■ **THE TASK**
Only lines holding the string "expect" are wanted; copy each one from the material.

■ **GIVEN RECORDS**
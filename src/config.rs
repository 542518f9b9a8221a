use std::{fs, path::Path};

use anyhow::{Context, Result};
use serde::{Deserialize, Serialize};

/// Uniform scale from Unity meters to PMX units.
pub const PMX_SCALE: f32 = 12.5;

/// Skeleton convention the produced model is meant to be animated with.
#[derive(Debug, Clone, Copy, Serialize, Deserialize, PartialEq, Eq)]
#[serde(rename_all = "snake_case")]
pub enum SkeletonFormat {
    /// MMD-like skeleton driven by standard VMD motions.
    Mmd,
    /// The game's own skeleton layout.
    Native,
}

/// Conversion options, passed by reference into every build step.
#[derive(Debug, Clone, Serialize, Deserialize, PartialEq)]
#[serde(default)]
pub struct ConversionConfig {
    /// Rebinds the rest pose to the TDA-style arm angle.
    pub fix_tda_binding_pose: bool,
    /// Target skeleton convention; required when `fix_tda_binding_pose` is set.
    pub skeleton_format: Option<SkeletonFormat>,
    /// Names bones with MMD's standard Japanese names.
    pub translate_bone_names_to_mmd: bool,
    /// Scales positions and offsets by [`PMX_SCALE`].
    pub scale_to_pmx_size: bool,
    /// Inserts the master/center bones below the root.
    pub fix_mmd_center_bones: bool,
    /// Appends leg and toe IK bones.
    pub append_ik_bones: bool,
    /// Appends the shared eyes bone and per-eye bones.
    pub append_eye_bones: bool,
    /// Hides bones Unity generated for its own bookkeeping.
    pub hide_unity_generated_bones: bool,
    /// Names morphs with MMD's standard facial expression names.
    pub translate_facial_expression_names_to_mmd: bool,
    /// Runs the physics importer.
    pub import_physics: bool,
}

impl Default for ConversionConfig {
    fn default() -> Self {
        Self {
            fix_tda_binding_pose: false,
            skeleton_format: Some(SkeletonFormat::Mmd),
            translate_bone_names_to_mmd: true,
            scale_to_pmx_size: true,
            fix_mmd_center_bones: true,
            append_ik_bones: true,
            append_eye_bones: true,
            hide_unity_generated_bones: true,
            translate_facial_expression_names_to_mmd: true,
            import_physics: false,
        }
    }
}

impl ConversionConfig {
    /// A configuration with every optional feature turned off.
    pub fn minimal() -> Self {
        Self {
            fix_tda_binding_pose: false,
            skeleton_format: None,
            translate_bone_names_to_mmd: false,
            scale_to_pmx_size: false,
            fix_mmd_center_bones: false,
            append_ik_bones: false,
            append_eye_bones: false,
            hide_unity_generated_bones: false,
            translate_facial_expression_names_to_mmd: false,
            import_physics: false,
        }
    }

    /// Scale applied to positions and offsets.
    pub fn position_scale(&self) -> f32 {
        if self.scale_to_pmx_size {
            PMX_SCALE
        } else {
            1.0
        }
    }
}

/// Save a conversion configuration to a JSON file.
pub fn save_conversion_config(path: &Path, config: &ConversionConfig) -> Result<()> {
    let content = serde_json::to_string_pretty(config)
        .context("failed to serialize conversion config as JSON")?;
    fs::write(path, content)
        .with_context(|| format!("failed to save conversion config: {}", path.display()))?;
    Ok(())
}

/// Load a conversion configuration from a JSON file.
///
/// Missing keys fall back to [`ConversionConfig::default`].
pub fn load_conversion_config(path: &Path) -> Result<ConversionConfig> {
    let content = fs::read_to_string(path)
        .with_context(|| format!("failed to load conversion config: {}", path.display()))?;
    let config: ConversionConfig =
        serde_json::from_str(&content).context("failed to parse conversion config JSON")?;
    Ok(config)
}

#[cfg(test)]
mod tests {
    use super::*;

    #[test]
    fn given_default_config_when_serialize_then_json_contains_feature_toggles() {
        let config = ConversionConfig::default();
        let json = serde_json::to_string(&config).expect("serialize config");
        assert!(json.contains("append_ik_bones"));
        assert!(json.contains("\"skeleton_format\":\"mmd\""));
    }

    #[test]
    fn given_partial_json_when_deserialize_then_missing_keys_use_defaults() {
        let config: ConversionConfig =
            serde_json::from_str(r#"{"append_eye_bones": false, "skeleton_format": null}"#)
                .expect("parse config");

        assert!(!config.append_eye_bones);
        assert!(config.append_ik_bones);
        assert_eq!(config.skeleton_format, None);
    }

    #[test]
    fn given_scale_toggle_when_reading_scale_then_pmx_scale_is_used() {
        let mut config = ConversionConfig::minimal();
        assert_eq!(config.position_scale(), 1.0);
        config.scale_to_pmx_size = true;
        assert_eq!(config.position_scale(), PMX_SCALE);
    }

    #[test]
    fn given_saved_config_when_loading_then_values_round_trip() {
        let path = std::env::temp_dir().join(format!(
            "mltd2pmx-config-{}.json",
            std::process::id()
        ));
        let mut config = ConversionConfig::minimal();
        config.append_ik_bones = true;

        save_conversion_config(&path, &config).expect("save config");
        let loaded = load_conversion_config(&path).expect("load config");
        let _ = fs::remove_file(&path);

        assert_eq!(loaded, config);
    }
}
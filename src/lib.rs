//! MLTD avatar to PMX model conversion.
//!
//! Takes a decoded Unity avatar skeleton and its merged mesh and assembles an
//! in-memory PMX model: bones with IK and eye rigs, skinned vertices, emotion
//! morphs, display groups and materials. Reading Unity bundles and writing
//! PMX files are left to the host.

pub mod config;
pub mod convert;
pub mod coords;
pub mod correction;
pub mod error;
pub mod hierarchy;
pub mod logging;
pub mod naming;
pub mod physics;
pub mod pmx;
pub mod source;

pub use config::{ConversionConfig, PMX_SCALE, SkeletonFormat};
pub use convert::{
    ConversionOutput, ConversionReport, PmxBuilder, Severity, Side, ValidationIssue,
    build_pmx_model,
};
pub use error::{ConvertError, Result};
use thiserror::Error;

/// Fatal validation errors raised while building a PMX model.
///
/// Every variant aborts the whole conversion; soft problems are reported as
/// [`ValidationIssue`](crate::convert::ValidationIssue)s instead.
#[derive(Error, Debug, Clone, PartialEq)]
pub enum ConvertError {
    #[error("Not supported: vertex #{vertex} has 3 influences")]
    UnsupportedInfluenceCount { vertex: usize },

    #[error("Unsupported number of bones: vertex #{vertex} has {count} influences")]
    InfluenceCountOutOfRange { vertex: usize, count: usize },

    #[error("Vertex #{vertex} references bone id {bone_id:#010x}, which is not in the skeleton")]
    UnknownBoneId { vertex: usize, bone_id: u32 },

    #[error("Vertex #{vertex} references skin bone slot {slot} (skin bone count: {count})")]
    SkinBoneSlotOutOfRange {
        vertex: usize,
        slot: usize,
        count: usize,
    },

    #[error("Missing {what} bone '{name}'")]
    MissingBone { what: &'static str, name: String },

    #[error("Mesh \"{name}\" is missing")]
    MissingSubMesh { name: String },

    #[error("Mesh \"eyes\" must own exactly 2 consecutive sub meshes (found {found})")]
    EyeSubMeshLayout { found: usize },

    #[error("Eye sub meshes #{first} and #{second} are not consecutive")]
    EyeSubMeshesNotConsecutive { first: usize, second: usize },

    #[error("Bone id {bone_id:#010x} has no entry in the bone name map")]
    UnnamedBone { bone_id: u32 },

    #[error("Invalid source data: {0}")]
    InvalidSourceData(String),

    #[error("Unsupported configuration: {0}")]
    UnsupportedConfiguration(String),

    #[error("{site} references bone #{index}, but the model has {bone_count} bones")]
    DanglingBoneReference {
        site: String,
        index: usize,
        bone_count: usize,
    },

    #[error("{site} references bone {bone}, which was never added to the model")]
    UnresolvedBoneReference { site: String, bone: String },

    #[error("Physics import failed: {0}")]
    Physics(String),
}

pub type Result<T, E = ConvertError> = std::result::Result<T, E>;
use crate::pmx::{NodeElement, PmxBone, PmxMorph, PmxNode};

use super::types::ValidationIssue;

/// One entry of the display group catalog.
enum DisplayGroup {
    /// Lists bones by local name.
    Bones {
        name: &'static str,
        name_english: &'static str,
        bones: &'static [&'static str],
    },
    /// Lists every morph in creation order.
    Expressions,
}

const HAND_BONES: [&str; 32] = [
    "左親指１", "左親指２", "左親指３", "左人指１", "左人指２", "左人指３", "左ダミー", "左中指１",
    "左中指２", "左中指３", "左薬指１", "左薬指２", "左薬指３", "左小指１", "左小指２", "左小指３",
    "右親指１", "右親指２", "右親指３", "右人指１", "右人指２", "右人指３", "右ダミー", "右中指１",
    "右中指２", "右中指３", "右薬指１", "右薬指２", "右薬指３", "右小指１", "右小指２", "右小指３",
];

const DISPLAY_GROUPS: [DisplayGroup; 10] = [
    DisplayGroup::Bones {
        name: "Root",
        name_english: "Root",
        bones: &["操作中心"],
    },
    DisplayGroup::Expressions,
    DisplayGroup::Bones {
        name: "センター",
        name_english: "center",
        bones: &["全ての親", "センター"],
    },
    DisplayGroup::Bones {
        name: "ＩＫ",
        name_english: "IK",
        bones: &[
            "左足IK親",
            "左足ＩＫ",
            "左つま先ＩＫ",
            "右足IK親",
            "右足ＩＫ",
            "右つま先ＩＫ",
        ],
    },
    DisplayGroup::Bones {
        name: "体(上)",
        name_english: "Upper Body",
        bones: &["上半身", "上半身2", "首", "頭"],
    },
    DisplayGroup::Bones {
        name: "腕",
        name_english: "Arms",
        bones: &[
            "左肩", "左腕", "左ひじ", "左手首", "右肩", "右腕", "右ひじ", "右手首",
        ],
    },
    DisplayGroup::Bones {
        name: "手",
        name_english: "Hands",
        bones: &HAND_BONES,
    },
    DisplayGroup::Bones {
        name: "体(下)",
        name_english: "Lower Body",
        bones: &["グルーブ", "腰", "下半身"],
    },
    DisplayGroup::Bones {
        name: "足",
        name_english: "Legs",
        bones: &[
            "左足", "左ひざ", "左足首", "左つま先", "右足", "右ひざ", "右足首", "右つま先",
        ],
    },
    DisplayGroup::Bones {
        name: "その他",
        name_english: "Others",
        bones: &["両目", "左目", "右目"],
    },
];

/// Build the display groups for the finished bone and morph lists.
///
/// Bones named in the catalog but absent from the model are skipped and
/// reported; a group never references a missing element.
pub(super) fn add_nodes(
    bones: &[PmxBone],
    morphs: &[PmxMorph],
) -> (Vec<PmxNode>, Vec<ValidationIssue>) {
    let mut issues = Vec::new();

    let nodes = DISPLAY_GROUPS
        .iter()
        .enumerate()
        .map(|(index, group)| match group {
            DisplayGroup::Expressions => PmxNode {
                name: "表情".to_string(),
                name_english: "Facial Expressions".to_string(),
                is_special: true,
                elements: (0..morphs.len()).map(NodeElement::Morph).collect(),
            },
            DisplayGroup::Bones {
                name,
                name_english,
                bones: names,
            } => {
                let mut elements = Vec::with_capacity(names.len());
                for bone_name in names.iter() {
                    match bones.iter().position(|bone| bone.name == *bone_name) {
                        Some(bone_index) => elements.push(NodeElement::Bone(bone_index)),
                        None => issues.push(ValidationIssue::warning(
                            "DISPLAY_BONE_MISSING",
                            format!("bone '{}' of display group '{}' was not found", bone_name, name),
                        )),
                    }
                }
                PmxNode {
                    name: name.to_string(),
                    name_english: name_english.to_string(),
                    is_special: index == 0,
                    elements,
                }
            }
        })
        .collect();

    (nodes, issues)
}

■ **SOLUTION**
        let json = serde_json::to_string(&config).expect("serialize config");
                .expect("parse config");
        save_conversion_config(&path, &config).expect("save config");
        let loaded = load_conversion_config(&path).expect("load config");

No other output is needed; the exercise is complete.